— Prompt —
Every entry has to be restated word for word.

— Given information —
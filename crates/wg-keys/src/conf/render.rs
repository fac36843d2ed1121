//! Rendering a [`WireGuardConfig`] to wg-quick text.

use std::fmt::{self, Display, Write};

use crate::conf::types::{PeerSection, WireGuardConfig};

/// Render `config` as a wg-quick file.
pub fn render(config: &WireGuardConfig) -> String {
    config.to_string()
}

fn line(f: &mut impl Write, key: &str, value: impl Display) -> fmt::Result {
    writeln!(f, "{key} = {value}")
}

fn opt_line(f: &mut impl Write, key: &str, value: Option<&str>) -> fmt::Result {
    match value {
        Some(v) if !v.is_empty() => line(f, key, v),
        _ => Ok(()),
    }
}

fn opt_number<N: Display + Default + PartialEq>(
    f: &mut impl Write,
    key: &str,
    value: Option<N>,
) -> fmt::Result {
    match value {
        Some(n) if n != N::default() => line(f, key, n),
        _ => Ok(()),
    }
}

fn render_peer(f: &mut impl Write, peer: &PeerSection) -> fmt::Result {
    f.write_str("\n[Peer]\n")?;
    line(f, "PublicKey", &peer.public_key)?;
    opt_line(f, "PresharedKey", peer.preshared_key.as_deref())?;
    opt_line(f, "Endpoint", peer.endpoint.as_deref())?;
    line(f, "AllowedIPs", &peer.allowed_ips)?;
    opt_number(f, "PersistentKeepalive", peer.persistent_keepalive)?;
    if let Some(reserved) = peer.reserved.as_deref().filter(|r| !r.is_empty()) {
        writeln!(f, "# reserved = {reserved}")?;
    }
    Ok(())
}

impl Display for WireGuardConfig {
    fn fmt(&self, f: &mut fmt::Formatter<'_>) -> fmt::Result {
        let iface = &self.interface;
        f.write_str("[Interface]\n")?;
        line(f, "PrivateKey", &iface.private_key)?;
        opt_number(f, "ListenPort", iface.listen_port)?;
        opt_line(f, "FWMark", iface.fw_mark.as_deref())?;
        line(f, "Address", &iface.address)?;
        opt_line(f, "DNS", iface.dns.as_deref())?;
        opt_number(f, "MTU", iface.mtu)?;
        opt_line(f, "Table", iface.table.as_deref())?;
        opt_line(f, "SaveConfig", iface.save_config.as_deref())?;
        opt_line(f, "PreUp", iface.pre_up.as_deref())?;
        opt_line(f, "PostUp", iface.post_up.as_deref())?;
        opt_line(f, "PreDown", iface.pre_down.as_deref())?;
        opt_line(f, "PostDown", iface.post_down.as_deref())?;

        for peer in &self.peers {
            render_peer(f, peer)?;
        }
        Ok(())
    }
}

— Written response —
filename crates/wg-keys/src/conf/render.rs
repository fac36843d2ed1121
//! Rendering a [`WireGuardConfig`] to wg-quick text.

use std::fmt::{self, Display, Write};

use crate::conf::types::{PeerSection, WireGuardConfig};

/// Render `config` as a wg-quick file.
pub fn render(config: &WireGuardConfig) -> String {
    config.to_string()
}

fn line(f: &mut impl Write, key: &str, value: impl Display) -> fmt::Result {
    writeln!(f, "{key} = {value}")
}

fn opt_line(f: &mut impl Write, key: &str, value: Option<&str>) -> fmt::Result {
    match value {
        Some(v) if !v.is_empty() => line(f, key, v),
        _ => Ok(()),
    }
}

fn opt_number<N: Display + Default + PartialEq>(
    f: &mut impl Write,
    key: &str,
    value: Option<N>,
) -> fmt::Result {
    match value {
        Some(n) if n != N::default() => line(f, key, n),
        _ => Ok(()),
    }
}

fn render_peer(f: &mut impl Write, peer: &PeerSection) -> fmt::Result {
    f.write_str("\n[Peer]\n")?;
    line(f, "PublicKey", &peer.public_key)?;
    opt_line(f, "PresharedKey", peer.preshared_key.as_deref())?;
    opt_line(f, "Endpoint", peer.endpoint.as_deref())?;
    line(f, "AllowedIPs", &peer.allowed_ips)?;
    opt_number(f, "PersistentKeepalive", peer.persistent_keepalive)?;
    if let Some(reserved) = peer.reserved.as_deref().filter(|r| !r.is_empty()) {
        writeln!(f, "# reserved = {reserved}")?;
    }
    Ok(())
}

impl Display for WireGuardConfig {
    fn fmt(&self, f: &mut fmt::Formatter<'_>) -> fmt::Result {
        let iface = &self.interface;
        f.write_str("[Interface]\n")?;
        line(f, "PrivateKey", &iface.private_key)?;
        opt_number(f, "ListenPort", iface.listen_port)?;
        opt_line(f, "FWMark", iface.fw_mark.as_deref())?;
        line(f, "Address", &iface.address)?;
        opt_line(f, "DNS", iface.dns.as_deref())?;
        opt_number(f, "MTU", iface.mtu)?;
        opt_line(f, "Table", iface.table.as_deref())?;
        opt_line(f, "SaveConfig", iface.save_config.as_deref())?;
        opt_line(f, "PreUp", iface.pre_up.as_deref())?;
        opt_line(f, "PostUp", iface.post_up.as_deref())?;
        opt_line(f, "PreDown", iface.pre_down.as_deref())?;
        opt_line(f, "PostDown", iface.post_down.as_deref())?;

        for peer in &self.peers {
            render_peer(f, peer)?;
        }
        Ok(())
    }
}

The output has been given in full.